Spatial environmental heterogeneity are well known characteristics of field forest genetic trials, even in small experiments (<1ha) established under seemingly uniform conditions and intensive site management. In such trials, it is commonly assumed that any simple type of experimental field design based on randomization theory, as a completely randomized design (CRD), should account for any of the minor site variability. However, most published results indicate that in these types of trials harbor a large component of the spatial variation which commonly resides in the error term.
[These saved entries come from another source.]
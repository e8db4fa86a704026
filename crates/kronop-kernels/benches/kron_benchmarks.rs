//! Performance benchmarks for kronop-kernels
//!
//! Run with: cargo bench -p kronop-kernels
//!
//! Benchmarks cover:
//! - Explicit Kronecker product (serial & parallel)
//! - Two-factor matvec: structured vs build-then-multiply
//! - Two-factor matvec: serial vs output-block parallel
//! - Three-factor matvec (forward & transposed)
//! - Diagonal matvec

use criterion::{black_box, criterion_group, criterion_main, BenchmarkId, Criterion, Throughput};
use scirs2_core::ndarray_ext::{Array1, Array2};
use kronop_kernels::*;

fn bench_kronecker(c: &mut Criterion) {
    let mut group = c.benchmark_group("kronecker");

    for &size in [5, 10, 20, 30].iter() {
        let a = Array2::<f64>::from_shape_fn((size, size), |(i, j)| (i + j) as f64);
        let b = Array2::<f64>::from_shape_fn((size, size), |(i, j)| (i * j + 1) as f64);

        let ops = size * size * size * size; // one multiply per element
        group.throughput(Throughput::Elements(ops as u64));

        group.bench_with_input(
            BenchmarkId::new("serial", format!("{}x{}", size, size)),
            &size,
            |bencher, _| {
                bencher.iter(|| {
                    black_box(kronecker(&a.view(), &b.view()));
                });
            },
        );

        #[cfg(feature = "parallel")]
        group.bench_with_input(
            BenchmarkId::new("parallel", format!("{}x{}", size, size)),
            &size,
            |bencher, _| {
                bencher.iter(|| {
                    black_box(kronecker_parallel(&a.view(), &b.view()));
                });
            },
        );
    }
    group.finish();
}

fn bench_structured_vs_explicit(c: &mut Criterion) {
    let mut group = c.benchmark_group("kron_matvec_vs_explicit");

    for &size in [8, 16, 32].iter() {
        let a = random_matrix::<f64>(size, size, -1.0, 1.0);
        let b = random_matrix::<f64>(size, size, -1.0, 1.0);
        let f = random_vector::<f64>(size * size, -1.0, 1.0);
        let mut g = Array1::<f64>::zeros(size * size);

        group.bench_with_input(
            BenchmarkId::new("structured", format!("{}x{}", size, size)),
            &size,
            |bencher, _| {
                bencher.iter(|| {
                    kron_matvec(&a.view(), &b.view(), &f.view(), &mut g.view_mut(), MatvecMode::Forward)
                        .unwrap();
                    black_box(&g);
                });
            },
        );

        group.bench_with_input(
            BenchmarkId::new("build_then_multiply", format!("{}x{}", size, size)),
            &size,
            |bencher, _| {
                bencher.iter(|| {
                    let k = kronecker(&a.view(), &b.view());
                    black_box(k.dot(&f));
                });
            },
        );
    }
    group.finish();
}

fn bench_kron_matvec(c: &mut Criterion) {
    let mut group = c.benchmark_group("kron_matvec");

    for &size in [32, 64, 128, 256].iter() {
        let a = random_matrix::<f64>(size, size, -1.0, 1.0);
        let b = random_matrix::<f64>(size, size, -1.0, 1.0);
        let f = random_vector::<f64>(size * size, -1.0, 1.0);
        let op = KronOperator::dense(a.view(), b.view());

        group.throughput(Throughput::Elements(
            op.work_estimate(MatvecMode::Forward) as u64,
        ));

        for mode in [MatvecMode::Forward, MatvecMode::Transposed] {
            let mut g = Array1::<f64>::zeros(op.output_len(mode));
            group.bench_with_input(
                BenchmarkId::new(format!("serial_{}", mode), size),
                &size,
                |bencher, _| {
                    bencher.iter(|| {
                        op.apply(&f.view(), &mut g.view_mut(), mode).unwrap();
                        black_box(&g);
                    });
                },
            );

            #[cfg(feature = "parallel")]
            {
                let config = MatvecConfig::parallel();
                group.bench_with_input(
                    BenchmarkId::new(format!("parallel_{}", mode), size),
                    &size,
                    |bencher, _| {
                        bencher.iter(|| {
                            op.apply_with(&f.view(), &mut g.view_mut(), mode, &config)
                                .unwrap();
                            black_box(&g);
                        });
                    },
                );
            }
        }
    }
    group.finish();
}

fn bench_kron3_matvec(c: &mut Criterion) {
    let mut group = c.benchmark_group("kron3_matvec");

    for &size in [8, 16, 32].iter() {
        let a = random_matrix::<f64>(size, size, -1.0, 1.0);
        let b = random_matrix::<f64>(size, size + 2, -1.0, 1.0);
        let cm = random_matrix::<f64>(size + 1, size, -1.0, 1.0);
        let op = KronOperator::dense3(a.view(), b.view(), cm.view());

        for mode in [MatvecMode::Forward, MatvecMode::Transposed] {
            let f = random_vector::<f64>(op.input_len(mode), -1.0, 1.0);
            let mut g = Array1::<f64>::zeros(op.output_len(mode));
            group.throughput(Throughput::Elements(op.work_estimate(mode) as u64));
            group.bench_with_input(
                BenchmarkId::new(mode.to_string(), format!("{}^3", size)),
                &size,
                |bencher, _| {
                    bencher.iter(|| {
                        op.apply(&f.view(), &mut g.view_mut(), mode).unwrap();
                        black_box(&g);
                    });
                },
            );
        }
    }
    group.finish();
}

fn bench_diagonal(c: &mut Criterion) {
    let mut group = c.benchmark_group("kron_matvec_diag");

    for &size in [100, 500, 1000].iter() {
        let a = random_vector::<f64>(size, 0.5, 2.0);
        let b = random_vector::<f64>(size, 0.5, 2.0);
        let f = random_vector::<f64>(size * size, -1.0, 1.0);
        let mut g = Array1::<f64>::zeros(size * size);

        group.throughput(Throughput::Elements((size * size) as u64));
        group.bench_with_input(BenchmarkId::new("serial", size), &size, |bencher, _| {
            bencher.iter(|| {
                kron_matvec_diag(&a.view(), &b.view(), &f.view(), &mut g.view_mut()).unwrap();
                black_box(&g);
            });
        });
    }
    group.finish();
}

criterion_group!(
    benches,
    bench_kronecker,
    bench_structured_vs_explicit,
    bench_kron_matvec,
    bench_kron3_matvec,
    bench_diagonal
);
criterion_main!(benches);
Here we applied a two-dimensional smoothed surface in an individual-tree mixed model, using tensor product of linear, quadratic and cubic B-spline bases with different and equal number of knots for rows and columns, to account for the environmental spatial variability in two relatively small (i.e., 576 m2 and 5,705 m2) forest genetic trials, with large multiple-tree contiguous plot configurations. In general, models accounting for site variability with a two-dimensional surface displayed a lower value of the deviance information criterion than the classical RCD. Linear B-spline bases may yield a reasonable description of the environmental variability, when a relatively small amount of information available. The mixed models fitting a smoothed surface resulted in a reduction in the posterior means of the error variance (σ2e), an increase in the posterior means of the additive genetic variance (σ2a) and heritability (h2HT), and an increase of 16.05% and 46.03% (for parents) or 11.86% and 44.68% (for offspring) in the accuracy of breeding values, respectively in the two experiments.